INSTRUCTIONS FOR THE TASK
Repeat the lines from the line with "pub fn query_value_with(path: impl" to the line with "fn native_config() ->" in the listing below, keeping both end lines and adding nothing.

RECORDS FOR THIS TASK
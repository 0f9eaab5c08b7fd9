use std::path::Path;

use crate::error::Result;
use crate::geo_transform::{InverseGeoTransform, PixelCoordinate};
use crate::raster::{GdalRaster, RasterSource};
use crate::sampler::{self, DEFAULT_BAND};
use crate::srs::SpatialReference;
use crate::transform::Reprojection;

/// Coordinate system query coordinates are given in unless configured.
pub const DEFAULT_SOURCE_SRS: &str = "WGS84";

/// ETRS89 / TM35FIN(E,N), assumed for rasters without an embedded system.
pub const DEFAULT_TARGET_SRS: &str = "EPSG:3067";

/// Where the raster's coordinate system comes from.
#[derive(Debug, Clone, PartialEq, Eq)]
pub enum TargetSrs {
    /// Use the system embedded in the raster, else `fallback`. With neither,
    /// coordinates are taken to be in the raster's system already.
    Embedded { fallback: Option<String> },
    /// Always use this definition, ignoring raster metadata.
    Fixed(String),
}

impl Default for TargetSrs {
    fn default() -> Self {
        TargetSrs::Embedded {
            fallback: Some(DEFAULT_TARGET_SRS.to_string()),
        }
    }
}

#[derive(Debug, Clone, PartialEq, Eq)]
pub struct QueryConfig {
    pub source_srs: String,
    pub target_srs: TargetSrs,
    /// 1-based band index.
    pub band: usize,
    /// Treat coordinates as x/lon first regardless of authority axis order.
    pub traditional_axis_order: bool,
}

impl Default for QueryConfig {
    fn default() -> Self {
        Self {
            source_srs: DEFAULT_SOURCE_SRS.to_string(),
            target_srs: TargetSrs::default(),
            band: DEFAULT_BAND,
            traditional_axis_order: true,
        }
    }
}

impl QueryConfig {
    pub fn with_source_srs(mut self, source_srs: impl Into<String>) -> Self {
        self.source_srs = source_srs.into();
        self
    }

    pub fn with_target_srs(mut self, target_srs: TargetSrs) -> Self {
        self.target_srs = target_srs;
        self
    }

    pub fn with_band(mut self, band: usize) -> Self {
        self.band = band;
        self
    }

    pub fn with_traditional_axis_order(mut self, traditional: bool) -> Self {
        self.traditional_axis_order = traditional;
        self
    }
}

/// An open raster prepared for value lookups.
///
/// Holds the raster, the reprojection into its coordinate system, and the
/// inverted geotransform. Everything is built once and released on drop, so
/// a failure at any step frees what was acquired before it.
pub struct RasterQuery<R = GdalRaster> {
    raster: R,
    reprojection: Reprojection,
    inverse: InverseGeoTransform,
    band: usize,
}

impl RasterQuery<GdalRaster> {
    pub fn open(path: impl AsRef<Path>, config: &QueryConfig) -> Result<Self> {
        let raster = GdalRaster::open(path)?;
        Self::new(raster, config)
    }
}

impl<R: RasterSource> RasterQuery<R> {
    pub fn new(raster: R, config: &QueryConfig) -> Result<Self> {
        let source = SpatialReference::resolve_with_axis_order(
            &config.source_srs,
            config.traditional_axis_order,
        )?;
        let reprojection = match resolve_target(&raster, config)? {
            Some(target) => Reprojection::between(&source, &target)?,
            None => {
                tracing::warn!(
                    "Raster {:?} has no spatial reference and no fallback is configured; \
                     using coordinates as given",
                    raster.path()
                );
                Reprojection::Identity
            }
        };

        let inverse = raster.geo_transform()?.invert()?;

        tracing::debug!(
            "Prepared query on {:?} ({}x{} pixels, band {})",
            raster.path(),
            raster.size().0,
            raster.size().1,
            config.band
        );
        Ok(Self {
            raster,
            reprojection,
            inverse,
            band: config.band,
        })
    }

    /// Raster cell containing `(x, y)`, given in the configured source system.
    pub fn pixel(&self, x: f64, y: f64) -> Result<PixelCoordinate> {
        let (geo_x, geo_y) = self.reprojection.apply(x, y)?;
        Ok(self.inverse.to_pixel(geo_x, geo_y))
    }

    /// Value of the configured band at `(x, y)`.
    pub fn value(&self, x: f64, y: f64) -> Result<f64> {
        let pixel = self.pixel(x, y)?;
        sampler::sample(&self.raster, self.band, pixel)
    }

    /// One independent single-point lookup per entry, reusing one transform.
    /// Each point fails alone.
    pub fn values(&self, points: &[(f64, f64)]) -> Vec<Result<f64>> {
        points.iter().map(|&(x, y)| self.value(x, y)).collect()
    }

    pub fn reprojection(&self) -> &Reprojection {
        &self.reprojection
    }

    pub fn inverse_geo_transform(&self) -> &InverseGeoTransform {
        &self.inverse
    }

    pub fn raster(&self) -> &R {
        &self.raster
    }
}

fn resolve_target<R: RasterSource>(
    raster: &R,
    config: &QueryConfig,
) -> Result<Option<SpatialReference>> {
    let axis_order = config.traditional_axis_order;
    match &config.target_srs {
        TargetSrs::Fixed(definition) => {
            SpatialReference::resolve_with_axis_order(definition, axis_order).map(Some)
        }
        TargetSrs::Embedded { fallback } => match raster.spatial_reference(axis_order) {
            Some(srs) => Ok(Some(srs)),
            None => fallback
                .as_deref()
                .map(|definition| {
                    tracing::debug!(
                        "Raster {:?} has no spatial reference, assuming {:?}",
                        raster.path(),
                        definition
                    );
                    SpatialReference::resolve_with_axis_order(definition, axis_order)
                })
                .transpose(),
        },
    }
}

/// Value at `(x, y)` in `source_srs`, using default settings otherwise.
pub fn query_value(path: impl AsRef<Path>, source_srs: &str, x: f64, y: f64) -> Result<f64> {
    let config = QueryConfig::default().with_source_srs(source_srs);
    query_value_with(path, &config, x, y)
}

pub fn query_value_with(path: impl AsRef<Path>, config: &QueryConfig, x: f64, y: f64) -> Result<f64> {
    RasterQuery::open(path, config)?.value(x, y)
}

/// Value at a WGS84 longitude/latitude.
pub fn raster_value(path: impl AsRef<Path>, longitude: f64, latitude: f64) -> Result<f64> {
    query_value(path, DEFAULT_SOURCE_SRS, longitude, latitude)
}

#[cfg(test)]
mod tests {
    use super::*;
    use crate::error::ErrorKind;
    use crate::raster::fixtures::{constant_raster, mem_raster};

    fn native_config() -> QueryConfig {
        QueryConfig::default().with_target_srs(TargetSrs::Embedded { fallback: None })
    }

    fn prepare<R: RasterSource>(raster: R, config: &QueryConfig) -> RasterQuery<R> {
        match RasterQuery::new(raster, config) {
            Ok(query) => query,
            Err(e) => panic!("failed to prepare query: {}", e),
        }
    }

    fn prepare_err<R: RasterSource>(raster: R, config: &QueryConfig) -> ErrorKind {
        match RasterQuery::new(raster, config) {
            Ok(_) => panic!("query preparation unexpectedly succeeded"),
            Err(e) => e.kind(),
        }
    }

    #[test]
    fn test_default_config() {
        let config = QueryConfig::default();
        assert_eq!(config.source_srs, "WGS84");
        assert_eq!(config.band, 1);
        assert_eq!(
            config.target_srs,
            TargetSrs::Embedded {
                fallback: Some("EPSG:3067".to_string())
            }
        );
    }

    #[test]
    fn test_constant_raster_everywhere_inside() {
        let query = prepare(constant_raster(42.0), &native_config());
        assert!(query.reprojection().is_identity());
        for (x, y) in [(0.0, 4.0), (0.5, 3.5), (3.99, 0.01), (2.0, 2.0), (1.0, 1.5)] {
            assert_eq!(query.value(x, y).unwrap(), 42.0, "at ({}, {})", x, y);
        }
    }

    #[test]
    fn test_same_system_matches_direct_inversion() {
        let gt = [385000.0, 10.0, 0.0, 6672000.0, 0.0, -10.0];
        let raster = mem_raster(8, 8, Some(gt), Some(3067), (0..64).map(|v| v as f64).collect());
        let config = QueryConfig::default().with_source_srs("EPSG:3067");
        let query = prepare(raster, &config);

        assert!(query.reprojection().is_identity());
        let (x, y) = (385025.0, 6671945.0);
        let expected = query.inverse_geo_transform().to_pixel(x, y);
        assert_eq!(expected, PixelCoordinate::new(2, 5));
        assert_eq!(query.pixel(x, y).unwrap(), expected);
        assert_eq!(query.value(x, y).unwrap(), 42.0);
    }

    #[test]
    fn test_reprojects_into_embedded_system() {
        // 1 km cells around the TM35FIN central meridian
        let gt = [495000.0, 1000.0, 0.0, 6656000.0, 0.0, -1000.0];
        let raster = mem_raster(10, 10, Some(gt), Some(3067), (0..100).map(|v| v as f64).collect());
        let query = prepare(raster, &QueryConfig::default());

        assert!(!query.reprojection().is_identity());
        // Just east of 27E at 60N: easting ~500280, northing ~6651400
        let pixel = query.pixel(27.005, 60.0).unwrap();
        assert_eq!(pixel.pixel, 5);
        assert!((4..=5).contains(&pixel.line), "line {}", pixel.line);
        let value = query.value(27.005, 60.0).unwrap();
        assert_eq!(value, (pixel.line * 10 + pixel.pixel) as f64);
    }

    #[test]
    fn test_fallback_srs_when_raster_has_none() {
        let gt = [495000.0, 1000.0, 0.0, 6656000.0, 0.0, -1000.0];
        let raster = mem_raster(10, 10, Some(gt), None, vec![7.0; 100]);
        let query = prepare(raster, &QueryConfig::default());
        assert!(!query.reprojection().is_identity());
        assert_eq!(query.value(27.005, 60.0).unwrap(), 7.0);
    }

    #[test]
    fn test_fixed_target_overrides_embedded() {
        // The embedded TM35FIN definition is ignored in favour of the fixed one
        let raster = mem_raster(4, 4, Some([0.0, 1.0, 0.0, 4.0, 0.0, -1.0]), Some(3067), vec![1.0; 16]);
        let config = QueryConfig::default()
            .with_source_srs("EPSG:4326")
            .with_target_srs(TargetSrs::Fixed("EPSG:4326".to_string()));
        let query = prepare(raster, &config);
        assert!(query.reprojection().is_identity());
        assert_eq!(query.value(1.5, 2.5).unwrap(), 1.0);
    }

    #[test]
    fn test_point_outside_raster() {
        let query = prepare(constant_raster(42.0), &native_config());
        assert_eq!(query.value(-0.5, 2.0).unwrap_err().kind(), ErrorKind::PixelOutOfRange);
        assert_eq!(query.value(2.0, 4.5).unwrap_err().kind(), ErrorKind::PixelOutOfRange);
        assert_eq!(query.value(4.0, 2.0).unwrap_err().kind(), ErrorKind::PixelOutOfRange);
    }

    #[test]
    fn test_batch_values_fail_independently() {
        let query = prepare(constant_raster(42.0), &native_config());
        let results = query.values(&[(1.0, 1.0), (10.0, 10.0), (3.0, 3.0)]);
        assert_eq!(results.len(), 3);
        assert_eq!(*results[0].as_ref().unwrap(), 42.0);
        assert_eq!(results[1].as_ref().unwrap_err().kind(), ErrorKind::PixelOutOfRange);
        assert_eq!(*results[2].as_ref().unwrap(), 42.0);
    }

    #[test]
    fn test_invalid_source_srs() {
        let config = native_config().with_source_srs("not a real SRS!!");
        assert_eq!(
            prepare_err(constant_raster(1.0), &config),
            ErrorKind::InvalidSpatialReference
        );
    }

    #[test]
    fn test_invalid_fixed_target_srs() {
        let config = QueryConfig::default().with_target_srs(TargetSrs::Fixed("EPSG:0".to_string()));
        assert_eq!(
            prepare_err(constant_raster(1.0), &config),
            ErrorKind::InvalidSpatialReference
        );
    }

    #[test]
    fn test_missing_geotransform() {
        let raster = mem_raster(2, 2, None, None, vec![0.0; 4]);
        assert_eq!(
            prepare_err(raster, &native_config()),
            ErrorKind::MissingGeoTransform
        );
    }

    #[test]
    fn test_singular_geotransform() {
        let raster = mem_raster(2, 2, Some([5.0, 0.0, 0.0, 5.0, 0.0, 0.0]), None, vec![0.0; 4]);
        assert_eq!(
            prepare_err(raster, &native_config()),
            ErrorKind::SingularGeoTransform
        );
    }

    #[test]
    fn test_invalid_band() {
        let query = prepare(constant_raster(42.0), &native_config().with_band(2));
        assert_eq!(query.value(1.0, 1.0).unwrap_err().kind(), ErrorKind::InvalidBand);
    }

    #[test]
    fn test_open_failure_reports_path() {
        let err = raster_value("/nonexistent/dem.tif", 27.0, 60.0).unwrap_err();
        assert_eq!(err.kind(), ErrorKind::RasterOpenFailed);
        assert!(err.to_string().contains("/nonexistent/dem.tif"));
    }
}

COMPLETED TASK
pub fn query_value_with(path: impl AsRef<Path>, config: &QueryConfig, x: f64, y: f64) -> Result<f64> {
    RasterQuery::open(path, config)?.value(x, y)
}

/// Value at a WGS84 longitude/latitude.
pub fn raster_value(path: impl AsRef<Path>, longitude: f64, latitude: f64) -> Result<f64> {
    query_value(path, DEFAULT_SOURCE_SRS, longitude, latitude)
}

#[cfg(test)]
mod tests {
    use super::*;
    use crate::error::ErrorKind;
    use crate::raster::fixtures::{constant_raster, mem_raster};

    fn native_config() -> QueryConfig {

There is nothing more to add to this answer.